[Start of Attachment]
//! Credential extraction and resolution
//!
//! Runs once at call start: reads the bearer token from call metadata,
//! resolves it through the injected [`CredentialValidator`], starts the next
//! handler and wraps its listener in a [`PrincipalListener`].

use crate::call::{CallHandler, CallListener, CallScope, ServerCall};
use crate::config::{FailurePolicy, InterceptorConfig};
use crate::error::CredentialError;
use crate::listener::PrincipalListener;
use crate::validator::{AccessToken, CredentialValidator};
use std::sync::Arc;
use tonic::metadata::{AsciiMetadataKey, AsciiMetadataValue, MetadataMap};
use tonic::Status;
use tracing::{debug, info, warn};

/// Placeholder logged in place of the credential value
const REDACTED: &str = "[REDACTED]";

/// Server-side interceptor that authenticates calls without ever rejecting
/// them for missing or bad credentials
///
/// ## Behavior
///
/// - **Anonymous by default**: absent, empty or invalid tokens forward the
///   call with no principal bound
/// - **One principal per call**: the principal lives in the call's own
///   [`CallScope`] and nowhere else
/// - **Explicit failure policy**: credential-service outages follow
///   [`FailurePolicy`] (fail-open unless configured otherwise)
/// - **Redacted logging**: one `info` line per call with the incoming
///   metadata, credential masked, principal never printed
///
/// ## Usage
///
/// ```rust,no_run
/// use grpc_principal_propagation::{InMemoryTokenStore, PrincipalInterceptor};
/// use std::sync::Arc;
///
/// let store = Arc::new(InMemoryTokenStore::<String>::new());
/// store.insert("tok-123", "alice".to_string());
///
/// let interceptor = PrincipalInterceptor::new(store);
/// // let listener = interceptor.intercept_call(&call, &metadata, &next).await?;
/// ```
pub struct PrincipalInterceptor<V> {
    validator: Arc<V>,
    config: Arc<InterceptorConfig>,
}

impl<V> Clone for PrincipalInterceptor<V> {
    fn clone(&self) -> Self {
        Self {
            validator: Arc::clone(&self.validator),
            config: Arc::clone(&self.config),
        }
    }
}

impl<V> PrincipalInterceptor<V>
where
    V: CredentialValidator,
{
    /// Create an interceptor with the default configuration
    pub fn new(validator: Arc<V>) -> Self {
        Self::with_config(validator, InterceptorConfig::default())
    }

    pub fn with_config(validator: Arc<V>, config: InterceptorConfig) -> Self {
        Self {
            validator,
            config: Arc::new(config),
        }
    }

    pub fn config(&self) -> &InterceptorConfig {
        &self.config
    }

    pub fn validator(&self) -> &Arc<V> {
        &self.validator
    }

    /// Read the bearer token from `metadata`
    ///
    /// Returns `None` when the header is absent, empty, or not printable
    /// ASCII. When the key repeats, the last value is used.
    pub fn extract_token(&self, metadata: &MetadataMap) -> Option<AccessToken> {
        let value = metadata
            .get_all(self.config.credential_header.as_str())
            .iter()
            .last()?;

        match value.to_str() {
            Ok("") => None,
            Ok(token) => Some(AccessToken::new(token)),
            Err(e) => {
                warn!(
                    header = %self.config.credential_header,
                    error = %e,
                    "Malformed credential header, treating call as anonymous"
                );
                None
            }
        }
    }

    /// Resolve the caller's principal from `metadata`
    ///
    /// `Ok(None)` means anonymous. Resolution is bounded by the configured
    /// timeout; a timeout counts as the credential service being unavailable.
    ///
    /// ## Errors
    ///
    /// Returns `Status::unavailable` only under [`FailurePolicy::FailClosed`]
    /// when the credential service fails or times out. Invalid credentials
    /// never produce an error.
    pub async fn authenticate(
        &self,
        metadata: &MetadataMap,
    ) -> Result<Option<Arc<V::Principal>>, Status> {
        let Some(token) = self.extract_token(metadata) else {
            debug!("No credential presented, call is anonymous");
            return Ok(None);
        };

        let timeout = self.config.resolve_timeout;
        let resolved = match tokio::time::timeout(timeout, self.validator.resolve(&token)).await {
            Ok(result) => result,
            Err(_) => Err(CredentialError::unavailable(format!(
                "credential resolution timed out after {:?}",
                timeout
            ))),
        };

        match resolved {
            Ok(principal) => {
                debug!(authenticated = true, "Credential resolved");
                Ok(Some(Arc::new(principal)))
            }
            Err(e) if e.is_invalid_credential() => {
                warn!(error = %e, "Credential rejected, treating call as anonymous");
                Ok(None)
            }
            Err(e) => match self.config.failure_policy {
                FailurePolicy::FailOpen => {
                    warn!(error = %e, "Credential service failed, treating call as anonymous");
                    Ok(None)
                }
                FailurePolicy::FailClosed => {
                    warn!(error = %e, "Credential service failed, rejecting call");
                    Err(Status::unavailable("credential service unavailable"))
                }
            },
        }
    }

    /// Authenticate the call and hand it to `next`
    ///
    /// The next handler is started after resolution finishes and its listener
    /// is wrapped so the principal (if any) is bound under the configured
    /// attribute. If the call is cancelled while resolution is pending, the
    /// pending result is discarded, the next handler is still started and
    /// immediately receives the cancellation; the returned listener is
    /// already terminated.
    ///
    /// ## Errors
    ///
    /// - `Status::unavailable` under [`FailurePolicy::FailClosed`] (see
    ///   [`authenticate`](Self::authenticate)); the call is not forwarded
    /// - Errors the downstream listener returns from its cancellation event
    pub async fn intercept_call<Req, C, H>(
        &self,
        call: &C,
        metadata: &MetadataMap,
        next: &H,
    ) -> Result<PrincipalListener<H::Listener>, Status>
    where
        C: ServerCall,
        H: CallHandler<Req>,
    {
        self.log_incoming(call.method(), metadata);

        let outcome = tokio::select! {
            biased;
            _ = call.cancellation().cancelled() => None,
            outcome = self.authenticate(metadata) => Some(outcome),
        };

        let attribute = self.config.principal_attribute.clone();

        let Some(outcome) = outcome else {
            debug!(
                method = call.method(),
                "Call cancelled during credential resolution, discarding result"
            );
            let inner = next.start_call(call, metadata);
            let mut listener = PrincipalListener::new::<V::Principal>(inner, attribute, None);
            CallListener::<Req>::on_cancel(&mut listener, &CallScope::empty())?;
            return Ok(listener);
        };

        let principal = outcome?;
        debug!(
            method = call.method(),
            attribute = %attribute,
            authenticated = principal.is_some(),
            "Forwarding call to next handler"
        );

        let inner = next.start_call(call, metadata);
        Ok(PrincipalListener::new(inner, attribute, principal))
    }

    /// Emit the per-call diagnostic line
    pub(crate) fn log_incoming(&self, method: &str, metadata: &MetadataMap) {
        let metadata = redacted_metadata(metadata, &self.config.credential_header);
        info!(method, metadata = ?metadata, "Header received from client");
    }
}

/// Copy of `metadata` with every value of `credential_header` masked
pub(crate) fn redacted_metadata(metadata: &MetadataMap, credential_header: &str) -> MetadataMap {
    let mut redacted = metadata.clone();

    if redacted.contains_key(credential_header) {
        if let Ok(key) = AsciiMetadataKey::from_bytes(credential_header.as_bytes()) {
            redacted.insert(key, AsciiMetadataValue::from_static(REDACTED));
        }
    }

    redacted
}

#[cfg(test)]
mod tests {
    use super::*;
    use crate::store::InMemoryTokenStore;
    use async_trait::async_trait;
    use std::time::Duration;
    use tonic::metadata::MetadataValue;

    fn store() -> Arc<InMemoryTokenStore<String>> {
        let store = Arc::new(InMemoryTokenStore::new());
        store.insert("tok-123", "alice".to_string());
        store
    }

    fn metadata_with(token: &'static str) -> MetadataMap {
        let mut metadata = MetadataMap::new();
        metadata.insert("oauth_token", MetadataValue::from_static(token));
        metadata
    }

    struct DownValidator;

    #[async_trait]
    impl CredentialValidator for DownValidator {
        type Principal = String;

        async fn resolve(&self, _token: &AccessToken) -> Result<String, CredentialError> {
            Err(CredentialError::unavailable("connection refused"))
        }
    }

    struct BrokenValidator;

    #[async_trait]
    impl CredentialValidator for BrokenValidator {
        type Principal = String;

        async fn resolve(&self, _token: &AccessToken) -> Result<String, CredentialError> {
            Err(CredentialError::internal("decoder panicked"))
        }
    }

    struct SlowValidator;

    #[async_trait]
    impl CredentialValidator for SlowValidator {
        type Principal = String;

        async fn resolve(&self, _token: &AccessToken) -> Result<String, CredentialError> {
            tokio::time::sleep(Duration::from_secs(60)).await;
            Ok("late".to_string())
        }
    }

    #[test]
    fn test_extract_missing_header() {
        let interceptor = PrincipalInterceptor::new(store());
        assert!(interceptor.extract_token(&MetadataMap::new()).is_none());
    }

    #[test]
    fn test_extract_empty_header() {
        let interceptor = PrincipalInterceptor::new(store());
        assert!(interceptor.extract_token(&metadata_with("")).is_none());
    }

    #[test]
    fn test_extract_last_value_wins() {
        let interceptor = PrincipalInterceptor::new(store());
        let mut metadata = metadata_with("first");
        metadata.append("oauth_token", MetadataValue::from_static("second"));

        let token = interceptor.extract_token(&metadata).unwrap();
        assert_eq!(token.value(), "second");
    }

    #[test]
    fn test_extract_non_ascii_header_is_anonymous() {
        let interceptor = PrincipalInterceptor::new(store());
        let mut metadata = MetadataMap::new();
        metadata.insert(
            "oauth_token",
            MetadataValue::try_from(&b"tok\xff123"[..]).unwrap(),
        );

        assert!(interceptor.extract_token(&metadata).is_none());
    }

    #[test]
    fn test_extract_custom_header() {
        let config = InterceptorConfig::default()
            .with_credential_header("x-api-token")
            .unwrap();
        let interceptor = PrincipalInterceptor::with_config(store(), config);

        let mut metadata = metadata_with("ignored");
        metadata.insert("x-api-token", MetadataValue::from_static("tok-123"));

        assert_eq!(interceptor.extract_token(&metadata).unwrap().value(), "tok-123");
    }

    #[tokio::test]
    async fn test_authenticate_valid_token() {
        let interceptor = PrincipalInterceptor::new(store());

        let principal = interceptor.authenticate(&metadata_with("tok-123")).await.unwrap();
        assert_eq!(principal.as_deref().map(String::as_str), Some("alice"));
    }

    #[tokio::test]
    async fn test_authenticate_invalid_token_is_anonymous() {
        let interceptor = PrincipalInterceptor::new(store());

        let principal = interceptor.authenticate(&metadata_with("expired-tok")).await.unwrap();
        assert!(principal.is_none());
    }

    #[tokio::test]
    async fn test_authenticate_invalid_token_anonymous_even_when_fail_closed() {
        let config = InterceptorConfig::default().with_failure_policy(FailurePolicy::FailClosed);
        let interceptor = PrincipalInterceptor::with_config(store(), config);

        let principal = interceptor.authenticate(&metadata_with("expired-tok")).await.unwrap();
        assert!(principal.is_none());
    }

    #[tokio::test]
    async fn test_service_down_fail_open() {
        let interceptor = PrincipalInterceptor::new(Arc::new(DownValidator));

        let principal = interceptor.authenticate(&metadata_with("tok-123")).await.unwrap();
        assert!(principal.is_none());
    }

    #[tokio::test]
    async fn test_service_down_fail_closed() {
        let config = InterceptorConfig::default().with_failure_policy(FailurePolicy::FailClosed);
        let interceptor = PrincipalInterceptor::with_config(Arc::new(DownValidator), config);

        let status = interceptor
            .authenticate(&metadata_with("tok-123"))
            .await
            .unwrap_err();
        assert_eq!(status.code(), tonic::Code::Unavailable);
    }

    #[tokio::test]
    async fn test_internal_error_fail_open() {
        let interceptor = PrincipalInterceptor::new(Arc::new(BrokenValidator));

        let principal = interceptor.authenticate(&metadata_with("tok-123")).await.unwrap();
        assert!(principal.is_none());
    }

    #[tokio::test]
    async fn test_internal_error_fail_closed() {
        let config = InterceptorConfig::default().with_failure_policy(FailurePolicy::FailClosed);
        let interceptor = PrincipalInterceptor::with_config(Arc::new(BrokenValidator), config);

        let status = interceptor
            .authenticate(&metadata_with("tok-123"))
            .await
            .unwrap_err();
        assert_eq!(status.code(), tonic::Code::Unavailable);
    }

    #[tokio::test(start_paused = true)]
    async fn test_resolution_timeout_fail_open() {
        let config = InterceptorConfig::default().with_resolve_timeout(Duration::from_millis(100));
        let interceptor = PrincipalInterceptor::with_config(Arc::new(SlowValidator), config);

        let principal = interceptor.authenticate(&metadata_with("tok-123")).await.unwrap();
        assert!(principal.is_none());
    }

    #[tokio::test(start_paused = true)]
    async fn test_resolution_timeout_fail_closed() {
        let config = InterceptorConfig::default()
            .with_resolve_timeout(Duration::from_millis(100))
            .with_failure_policy(FailurePolicy::FailClosed);
        let interceptor = PrincipalInterceptor::with_config(Arc::new(SlowValidator), config);

        let status = interceptor
            .authenticate(&metadata_with("tok-123"))
            .await
            .unwrap_err();
        assert_eq!(status.code(), tonic::Code::Unavailable);
    }

    #[test]
    fn test_redacted_metadata_masks_credential() {
        let mut metadata = metadata_with("tok-secret");
        metadata.insert("x-request-id", MetadataValue::from_static("req-1"));

        let redacted = redacted_metadata(&metadata, "oauth_token");
        let rendered = format!("{:?}", redacted);

        assert!(!rendered.contains("tok-secret"));
        assert!(rendered.contains(REDACTED));
        assert!(rendered.contains("req-1"));
        // source metadata is untouched
        assert_eq!(metadata.get("oauth_token").unwrap().to_str().unwrap(), "tok-secret");
    }

    #[test]
    fn test_redacted_metadata_without_credential() {
        let mut metadata = MetadataMap::new();
        metadata.insert("x-request-id", MetadataValue::from_static("req-1"));

        let redacted = redacted_metadata(&metadata, "oauth_token");
        assert!(!redacted.contains_key("oauth_token"));
        assert_eq!(redacted.len(), 1);
    }
}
[End of Attachment]
→ **What you should do**
Using the data above, count the lines that include "under" and write the number alone.

→ **Task answer**
3